雨がやんでも、空気はまだ錆びてた。
トタン屋根の上に溜まった水がぽたぽた落ちて、
油と血の臭いが混ざる。喉の奥がじんわり焼ける。
ここはスラム。
ヒーローのポスターだけがやたら綺麗で、
実物は一度も見たことがない。
デンジは、刃の先を布で拭いていた。
赤黒い汚れが、なかなか取れない。
足元ではポチタが丸くなって眠っている。
チェンソーの悪魔だけど、寝息は人間みたいに静かだった。
「……ポチタ、昨日の分は終わりだ。」
「ワン。」
それだけの返事で、少し落ち着いた。
背後で足音がする。
レゼが髪を拭きながら近づいてきた。
服の袖口は焦げていて、
その匂いがこの工場によく似合っていた。
「おはよう、デンジ君。朝から血の匂いだね。」
「俺の匂いじゃねぇ。仕事の匂いだ。」
「ふふ。うちら、“雇われ”だもんね。」
レゼが缶コーヒーを投げてよこす。
ラベルが剥がれかけ、底が錆びていた。
開けた瞬間、酸っぱい匂いが鼻に抜けたけど、飲んだ。
苦くて、うまい。
「今日も?」
「あぁ。仕事だ。」
「じゃあ、私が行く。爆発なら早いし。
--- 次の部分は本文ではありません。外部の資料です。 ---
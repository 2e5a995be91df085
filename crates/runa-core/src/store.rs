//! Session persistence.
//!
//! Stores hand back owned [`Session`] snapshots; the runtime mutates a
//! snapshot during a turn and saves it at the terminal transition. Saves
//! for the same id are serialized behind a per-id async lock so concurrent
//! writers cannot interleave, and the file store writes atomically via a
//! temp file and rename.

use std::collections::HashMap;
use std::path::PathBuf;
use std::sync::Arc;
use std::sync::Mutex;
use std::sync::PoisonError;

use futures_util::future::BoxFuture;
use futures_util::FutureExt;

use crate::core::errors::RuntimeError;
use crate::core::errors::RuntimeResult;
use crate::session::Session;

/// Durable storage for sessions.
pub trait SessionStore: Send + Sync {
    /// Loads the session for `session_id`, creating a fresh one when no
    /// record exists.
    fn load<'a>(&'a self, session_id: &'a str) -> BoxFuture<'a, RuntimeResult<Session>>;

    /// Persists a session snapshot, replacing any previous record.
    fn save<'a>(&'a self, session: &'a Session) -> BoxFuture<'a, RuntimeResult<()>>;
}

/// Per-session-id async locks, shared by store implementations.
#[derive(Default)]
struct SessionLocks {
    inner: Mutex<HashMap<String, Arc<tokio::sync::Mutex<()>>>>,
}

impl SessionLocks {
    fn acquire(&self, session_id: &str) -> Arc<tokio::sync::Mutex<()>> {
        let mut map = self.inner.lock().unwrap_or_else(PoisonError::into_inner);
        Arc::clone(
            map.entry(session_id.to_string())
                .or_insert_with(|| Arc::new(tokio::sync::Mutex::new(()))),
        )
    }

    /// Reclaims the entry once no other writer holds a handle to it.
    ///
    /// Exactly two handles remain when the caller is the last writer: the
    /// map's and the one passed in. `acquire` also runs under the map
    /// mutex, so no new handle can appear between the count check and the
    /// removal.
    fn release(&self, session_id: &str, lock: Arc<tokio::sync::Mutex<()>>) {
        let mut map = self.inner.lock().unwrap_or_else(PoisonError::into_inner);
        if Arc::strong_count(&lock) == 2 {
            map.remove(session_id);
        }
    }
}

fn validate_session_id(session_id: &str) -> RuntimeResult<()> {
    if session_id.is_empty()
        || session_id.contains('/')
        || session_id.contains('\\')
        || session_id.contains("..")
    {
        return Err(RuntimeError::persistence(format!(
            "Invalid session id: '{session_id}'"
        )));
    }
    Ok(())
}

/// In-memory store, primarily for tests and embedding.
#[derive(Default)]
pub struct MemoryStore {
    sessions: Mutex<HashMap<String, Session>>,
    locks: SessionLocks,
    default_budget: u64,
}

impl MemoryStore {
    pub fn new(default_budget: u64) -> Self {
        Self {
            sessions: Mutex::new(HashMap::new()),
            locks: SessionLocks::default(),
            default_budget,
        }
    }
}

impl SessionStore for MemoryStore {
    fn load<'a>(&'a self, session_id: &'a str) -> BoxFuture<'a, RuntimeResult<Session>> {
        async move {
            validate_session_id(session_id)?;
            let sessions = self
                .sessions
                .lock()
                .unwrap_or_else(PoisonError::into_inner);
            Ok(sessions
                .get(session_id)
                .cloned()
                .unwrap_or_else(|| Session::new(session_id, self.default_budget)))
        }
        .boxed()
    }

    fn save<'a>(&'a self, session: &'a Session) -> BoxFuture<'a, RuntimeResult<()>> {
        async move {
            validate_session_id(&session.id)?;
            let lock = self.locks.acquire(&session.id);
            {
                let _guard = lock.lock().await;
                self.sessions
                    .lock()
                    .unwrap_or_else(PoisonError::into_inner)
                    .insert(session.id.clone(), session.clone());
            }
            self.locks.release(&session.id, lock);
            Ok(())
        }
        .boxed()
    }
}

/// File-backed store: one pretty-printed JSON document per session id.
pub struct FileStore {
    root: PathBuf,
    locks: SessionLocks,
    default_budget: u64,
}

impl FileStore {
    pub fn new(root: impl Into<PathBuf>, default_budget: u64) -> Self {
        Self {
            root: root.into(),
            locks: SessionLocks::default(),
            default_budget,
        }
    }

    fn session_path(&self, session_id: &str) -> PathBuf {
        self.root.join(format!("{session_id}.json"))
    }
}

impl SessionStore for FileStore {
    fn load<'a>(&'a self, session_id: &'a str) -> BoxFuture<'a, RuntimeResult<Session>> {
        async move {
            validate_session_id(session_id)?;
            let path = self.session_path(session_id);
            let bytes = match tokio::fs::read(&path).await {
                Ok(bytes) => bytes,
                Err(err) if err.kind() == std::io::ErrorKind::NotFound => {
                    return Ok(Session::new(session_id, self.default_budget));
                }
                Err(err) => {
                    return Err(RuntimeError::persistence(format!(
                        "Failed to read session file {}",
                        path.display()
                    ))
                    .with_details(err.to_string()));
                }
            };
            serde_json::from_slice(&bytes).map_err(|err| {
                RuntimeError::persistence(format!(
                    "Corrupt session file {}",
                    path.display()
                ))
                .with_details(err.to_string())
            })
        }
        .boxed()
    }

    fn save<'a>(&'a self, session: &'a Session) -> BoxFuture<'a, RuntimeResult<()>> {
        async move {
            validate_session_id(&session.id)?;
            let lock = self.locks.acquire(&session.id);
            let result = self.write_locked(session, &lock).await;
            self.locks.release(&session.id, lock);
            result
        }
        .boxed()
    }
}

impl FileStore {
    async fn write_locked(
        &self,
        session: &Session,
        lock: &tokio::sync::Mutex<()>,
    ) -> RuntimeResult<()> {
        let _guard = lock.lock().await;

        tokio::fs::create_dir_all(&self.root).await.map_err(|err| {
            RuntimeError::persistence(format!(
                "Failed to create session directory {}",
                self.root.display()
            ))
            .with_details(err.to_string())
        })?;

        let json = serde_json::to_vec_pretty(session).map_err(|err| {
            RuntimeError::persistence("Failed to serialize session")
                .with_details(err.to_string())
        })?;

        // Write to a temp file, then rename for atomic replacement.
        let path = self.session_path(&session.id);
        let temp = self.root.join(format!("{}.json.tmp", session.id));
        tokio::fs::write(&temp, &json).await.map_err(|err| {
            RuntimeError::persistence(format!(
                "Failed to write session file {}",
                temp.display()
            ))
            .with_details(err.to_string())
        })?;
        tokio::fs::rename(&temp, &path).await.map_err(|err| {
            RuntimeError::persistence(format!(
                "Failed to replace session file {}",
                path.display()
            ))
            .with_details(err.to_string())
        })?;
        tracing::debug!(session_id = %session.id, path = %path.display(), "saved session");
        Ok(())
    }
}
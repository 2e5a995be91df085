//! Tool registry.
//!
//! Tools are registered up front with a JSON Schema for their parameters
//! and an async executor. The registry resolves names case-insensitively,
//! validates inputs against the compiled schema before dispatch, and
//! enforces a per-invocation timeout.

use std::collections::HashMap;
use std::fmt;
use std::sync::Arc;
use std::time::Duration;

use futures_util::future::BoxFuture;
use jsonschema::Draft;
use jsonschema::JSONSchema;
use serde::Serialize;
use serde_json::Value;

use crate::core::errors::RuntimeError;
use crate::core::errors::RuntimeResult;

/// Declarative description of a tool, advertised to the model.
#[derive(Debug, Clone, Serialize)]
pub struct ToolSchema {
    pub name: String,
    pub description: String,
    /// JSON Schema for the tool's input object.
    pub parameters: Value,
}

/// Future returned by a tool executor.
pub type ToolFuture = BoxFuture<'static, anyhow::Result<Value>>;

/// Async tool executor. Receives the validated input object.
pub type ToolExecutor = Arc<dyn Fn(Value) -> ToolFuture + Send + Sync>;

/// A tool ready for registration: schema plus executor.
#[derive(Clone)]
pub struct ToolDescriptor {
    pub schema: ToolSchema,
    pub executor: ToolExecutor,
}

impl ToolDescriptor {
    /// Builds a descriptor from an async closure.
    pub fn new<F, Fut>(
        name: impl Into<String>,
        description: impl Into<String>,
        parameters: Value,
        executor: F,
    ) -> Self
    where
        F: Fn(Value) -> Fut + Send + Sync + 'static,
        Fut: Future<Output = anyhow::Result<Value>> + Send + 'static,
    {
        Self {
            schema: ToolSchema {
                name: name.into(),
                description: description.into(),
                parameters,
            },
            executor: Arc::new(move |input| -> ToolFuture { Box::pin(executor(input)) }),
        }
    }
}

impl fmt::Debug for ToolDescriptor {
    fn fmt(&self, f: &mut fmt::Formatter<'_>) -> fmt::Result {
        f.debug_struct("ToolDescriptor")
            .field("schema", &self.schema)
            .finish_non_exhaustive()
    }
}

#[derive(Clone)]
struct RegisteredTool {
    schema: ToolSchema,
    validator: Arc<JSONSchema>,
    executor: ToolExecutor,
}

/// Registry of available tools, keyed by lowercased name.
#[derive(Clone, Default)]
pub struct ToolRegistry {
    tools: HashMap<String, RegisteredTool>,
    /// Registration order, for stable schema advertisement.
    order: Vec<String>,
}

impl ToolRegistry {
    pub fn new() -> Self {
        Self::default()
    }

    /// Registers a tool. Fails on duplicate names (case-insensitive) and on
    /// parameter schemas that do not compile.
    pub fn register(&mut self, descriptor: ToolDescriptor) -> RuntimeResult<()> {
        let key = descriptor.schema.name.to_lowercase();
        if self.tools.contains_key(&key) {
            return Err(RuntimeError::duplicate_tool(&descriptor.schema.name));
        }
        let validator = JSONSchema::options()
            .with_draft(Draft::Draft7)
            .compile(&descriptor.schema.parameters)
            .map_err(|err| {
                RuntimeError::invalid_parameters(&descriptor.schema.name, err.to_string())
            })?;
        tracing::debug!(tool = %descriptor.schema.name, "registered tool");
        self.order.push(key.clone());
        self.tools.insert(
            key,
            RegisteredTool {
                schema: descriptor.schema,
                validator: Arc::new(validator),
                executor: descriptor.executor,
            },
        );
        Ok(())
    }

    /// Schemas in registration order, for the model request.
    pub fn schemas(&self) -> Vec<ToolSchema> {
        self.order
            .iter()
            .filter_map(|key| self.tools.get(key))
            .map(|tool| tool.schema.clone())
            .collect()
    }

    /// Resolves a tool by name (case-insensitive).
    pub fn resolve(&self, name: &str) -> RuntimeResult<&ToolSchema> {
        self.tools
            .get(&name.to_lowercase())
            .map(|tool| &tool.schema)
            .ok_or_else(|| RuntimeError::unknown_tool(name))
    }

    pub fn len(&self) -> usize {
        self.tools.len()
    }

    pub fn is_empty(&self) -> bool {
        self.tools.is_empty()
    }

    /// Validates `input` against the tool's parameter schema.
    pub fn validate(&self, name: &str, input: &Value) -> RuntimeResult<()> {
        let tool = self
            .tools
            .get(&name.to_lowercase())
            .ok_or_else(|| RuntimeError::unknown_tool(name))?;
        if let Err(errors) = tool.validator.validate(input) {
            let details: Vec<String> = errors.map(|err| err.to_string()).collect();
            return Err(RuntimeError::invalid_parameters(name, details.join("; ")));
        }
        Ok(())
    }

    /// Resolves, validates, and runs a tool under `timeout`.
    ///
    /// Returns the executor's raw output value; envelope construction is
    /// the caller's concern.
    pub async fn invoke(
        &self,
        name: &str,
        input: &Value,
        timeout: Option<Duration>,
    ) -> RuntimeResult<Value> {
        let tool = self
            .tools
            .get(&name.to_lowercase())
            .ok_or_else(|| RuntimeError::unknown_tool(name))?;
        self.validate(name, input)?;

        let future = (tool.executor)(input.clone());
        let result = match timeout {
            Some(limit) => match tokio::time::timeout(limit, future).await {
                Ok(result) => result,
                Err(_) => return Err(RuntimeError::tool_timeout(name, limit.as_secs())),
            },
            None => future.await,
        };
        result.map_err(|err| RuntimeError::tool_execution(name, &err))
    }
}

impl fmt::Debug for ToolRegistry {
    fn fmt(&self, f: &mut fmt::Formatter<'_>) -> fmt::Result {
        f.debug_struct("ToolRegistry")
            .field("tools", &self.order)
            .finish()
    }
}

#[cfg(test)]
mod tests {
    use super::*;
    use crate::core::errors::ErrorKind;
    use serde_json::json;

    fn adder() -> ToolDescriptor {
        ToolDescriptor::new(
            "adder",
            "Adds two integers",
            json!({
                "type": "object",
                "properties": {
                    "a": {"type": "integer"},
                    "b": {"type": "integer"}
                },
                "required": ["a", "b"]
            }),
            |input: Value| async move {
                let a = input["a"].as_i64().unwrap_or(0);
                let b = input["b"].as_i64().unwrap_or(0);
                Ok(json!(a + b))
            },
        )
    }

    #[test]
    fn test_duplicate_registration_fails() {
        let mut registry = ToolRegistry::new();
        registry.register(adder()).unwrap();
        let err = registry.register(adder()).unwrap_err();
        assert_eq!(err.kind, ErrorKind::DuplicateTool);
        assert_eq!(registry.len(), 1);
    }

    #[test]
    fn test_duplicate_detection_is_case_insensitive() {
        let mut registry = ToolRegistry::new();
        registry.register(adder()).unwrap();
        let mut shadow = adder();
        shadow.schema.name = "Adder".to_string();
        let err = registry.register(shadow).unwrap_err();
        assert_eq!(err.kind, ErrorKind::DuplicateTool);
    }

    #[tokio::test]
    async fn test_invoke_unknown_tool() {
        let registry = ToolRegistry::new();
        let err = registry.invoke("missing", &json!({}), None).await.unwrap_err();
        assert_eq!(err.kind, ErrorKind::UnknownTool);
        assert_eq!(
            registry.resolve("missing").unwrap_err().kind,
            ErrorKind::UnknownTool
        );
    }

    #[test]
    fn test_resolve_is_case_insensitive() {
        let mut registry = ToolRegistry::new();
        registry.register(adder()).unwrap();
        assert_eq!(registry.resolve("ADDER").unwrap().name, "adder");
    }

    #[tokio::test]
    async fn test_invoke_validates_parameters() {
        let mut registry = ToolRegistry::new();
        registry.register(adder()).unwrap();
        let err = registry
            .invoke("adder", &json!({"a": "two"}), None)
            .await
            .unwrap_err();
        assert_eq!(err.kind, ErrorKind::InvalidParameters);
        assert!(err.details.is_some());
    }

    #[tokio::test]
    async fn test_invoke_runs_executor() {
        let mut registry = ToolRegistry::new();
        registry.register(adder()).unwrap();
        let result = registry
            .invoke("adder", &json!({"a": 2, "b": 2}), None)
            .await
            .unwrap();
        assert_eq!(result, json!(4));
    }

    #[tokio::test]
    async fn test_invoke_times_out() {
        let mut registry = ToolRegistry::new();
        registry
            .register(ToolDescriptor::new(
                "sleeper",
                "Never finishes",
                json!({"type": "object"}),
                |_input: Value| async move {
                    tokio::time::sleep(Duration::from_secs(3600)).await;
                    Ok(json!(null))
                },
            ))
            .unwrap();
        let err = registry
            .invoke("sleeper", &json!({}), Some(Duration::from_millis(20)))
            .await
            .unwrap_err();
        assert_eq!(err.kind, ErrorKind::ToolExecution);
        assert!(err.message.contains("timed out"));
    }

    #[test]
    fn test_schemas_keep_registration_order() {
        let mut registry = ToolRegistry::new();
        registry.register(adder()).unwrap();
        let mut second = adder();
        second.schema.name = "zeta".to_string();
        registry.register(second).unwrap();
        let names: Vec<String> = registry.schemas().into_iter().map(|s| s.name).collect();
        assert_eq!(names, vec!["adder", "zeta"]);
    }
}
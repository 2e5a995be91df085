//! Model backend contract.
//!
//! The runtime talks to a language model through [`ModelBackend`], which
//! opens one streaming request per model round and yields raw
//! [`ModelEvent`]s. Tool-call arguments arrive as partial JSON fragments
//! keyed by an in-stream index; the assembler is responsible for stitching
//! and parsing them.

use std::fmt;

use futures_util::future::BoxFuture;
use futures_util::stream::BoxStream;
use serde::Deserialize;
use serde::Serialize;

use crate::core::errors::RuntimeResult;
use crate::session::Message;
use crate::tools::ToolSchema;

/// Raw events produced by a model stream, before assembly.
#[derive(Debug, Clone, PartialEq, Serialize, Deserialize)]
#[serde(tag = "type", rename_all = "snake_case")]
pub enum ModelEvent {
    /// Incremental assistant text.
    TextDelta { text: String },
    /// A tool call opened at the given stream index. The id may be absent;
    /// the assembler generates one when missing.
    ToolCallStart {
        index: usize,
        #[serde(default, skip_serializing_if = "Option::is_none")]
        id: Option<String>,
        name: String,
    },
    /// A fragment of the JSON arguments for the call at `index`.
    ToolCallDelta { index: usize, partial_json: String },
    /// The call at `index` has no more argument fragments.
    ToolCallEnd { index: usize },
    /// The model finished this round cleanly.
    Completed,
    /// The provider reported an in-stream error.
    Error { message: String },
}

/// Transport-level failure from a model backend.
#[derive(Debug, Clone)]
pub struct ModelError {
    pub message: String,
    pub details: Option<String>,
}

impl ModelError {
    pub fn new(message: impl Into<String>) -> Self {
        Self {
            message: message.into(),
            details: None,
        }
    }

    #[must_use]
    pub fn with_details(mut self, details: impl Into<String>) -> Self {
        self.details = Some(details.into());
        self
    }
}

impl fmt::Display for ModelError {
    fn fmt(&self, f: &mut fmt::Formatter<'_>) -> fmt::Result {
        write!(f, "{}", self.message)?;
        if let Some(details) = &self.details {
            write!(f, " ({details})")?;
        }
        Ok(())
    }
}

impl std::error::Error for ModelError {}

/// Boxed stream of model events for one request.
pub type ModelStream = BoxStream<'static, Result<ModelEvent, ModelError>>;

/// A streaming language-model backend.
///
/// Implementations own their transport; the runtime only consumes the
/// returned stream. One call corresponds to one model round within a turn.
pub trait ModelBackend: Send + Sync {
    fn stream_turn<'a>(
        &'a self,
        messages: &'a [Message],
        tools: &'a [ToolSchema],
    ) -> BoxFuture<'a, RuntimeResult<ModelStream>>;
}

/// Produces a compact summary message standing in for evicted history.
pub trait Summarizer: Send + Sync {
    fn summarize<'a>(&'a self, messages: &'a [Message]) -> BoxFuture<'a, RuntimeResult<Message>>;
}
」
レゼは首元に手をやり、
ぶら下がったピンを無意識にいじる。
デンジが顔を上げる。
「その個性、あまり使うな。……痛ぇだろ。」
レゼの指が止まり、少し笑った。
「平気だよ。慣れてる。」
デンジは刃を置き、声を落とす。
「個性使った時、痛そうじゃねぇか。」
レゼが目を瞬かせ、笑顔がわずかに揺れた。
「……見てたんだ。」
「そりゃ見てたよ。お前、顔に出るし。」
「デンジ君、優しいね。」
「違ぇよ。お前が爆発すると、ポチタがビビるだけだ。」
「ワン。」
レゼはくすっと笑い、ピンをそっと押さえた。
「……でも、ありがとう。」
その声が、やけにあたたかかった。
少し間をおいて、レゼがぽつりと言う。
「ねぇ、デンジ君。……学校って行ってみたかったな。」
デンジが眉をひそめた。
「学校? あんなとこ、だりぃだけじゃねぇの?」
「うん。たぶんだるいよ。でもさ、制服着て授業受けて、友達と笑って……
そういう“普通”の毎日、ちょっとだけ憧れるんだ。」
レゼは少し笑って、続ける。
「……デンジ君、字読めないでしょ?」
「……ああ。看板の漢字とかもわかんねぇ。」
「そっか。」
レゼは立ち上がり、口の端を上げる。
「じゃあさ、私が勉強教えてあげる。授業ってやつ、してあげるよ。」
「は? 今さら勉強?」
「うん。ここで、二人だけの学校。」
レゼが笑う。目が本気だった。
デンジは目を逸らして、少しだけ口の端を上げる。
「……学校なんて興味なかったけど、
レゼと一緒なら、行ってみてもいいかもな。」
レゼが一瞬、目を丸くして、ゆっくり笑った。
「じゃあ決まり。私が先生ね。」
「宿題とか出すなよ。」
「うふふ、優しくしてあげるから大丈夫。」
その笑い声が、少しだけ救いみたいに響いた。
ポチタが「ワン」と鳴き、尻尾を振る。
そのとき、古びた通信端末が震えた。
レゼが拾い上げ、画面を見つめる。
「……ねぇデンジ君、連絡きたよ。」
「読んどいてくれ。字、わかんねぇ。」
「うん、わかった。」
レゼは画面を指でなぞり、
先生みたいな声で読み上げた。
「標的、幹部・サワダ・ケイジ。
個性は“鉄皮”。夜明け前に西倉庫街へ移動、排除せよ。」
「鉄皮か。硬ぇのはめんどくせぇ。」
「うん。でも、こういうの読むときちょっと先生っぽいね、私。」
「先生が殺しの授業すんなよ。」
「ふふ、特別授業だよ、デンジ君。」
デンジは笑って、ポチタの頭を軽く撫でる。
「……じゃあ、先生。今日も宿題、片付けるか。」
「うん。終わったら、また授業ね。」
雨音が完全に止んだ。
代わりに、心臓の音がやけにうるさい。
「もし生まれ変わったら、“殺す仕事”じゃなくて、“笑う仕事”がしたいな。」
レゼがぼそっと言った。
「じゃあ、そんときゃ一緒にやろうぜ。」
「……うん。約束だよ、デンジ君。」
ポチタが短く鳴いた。
その声だけが、やけに綺麗だった。
錆びた街の朝。
ヒーローなんて、今日も来やしねぇ。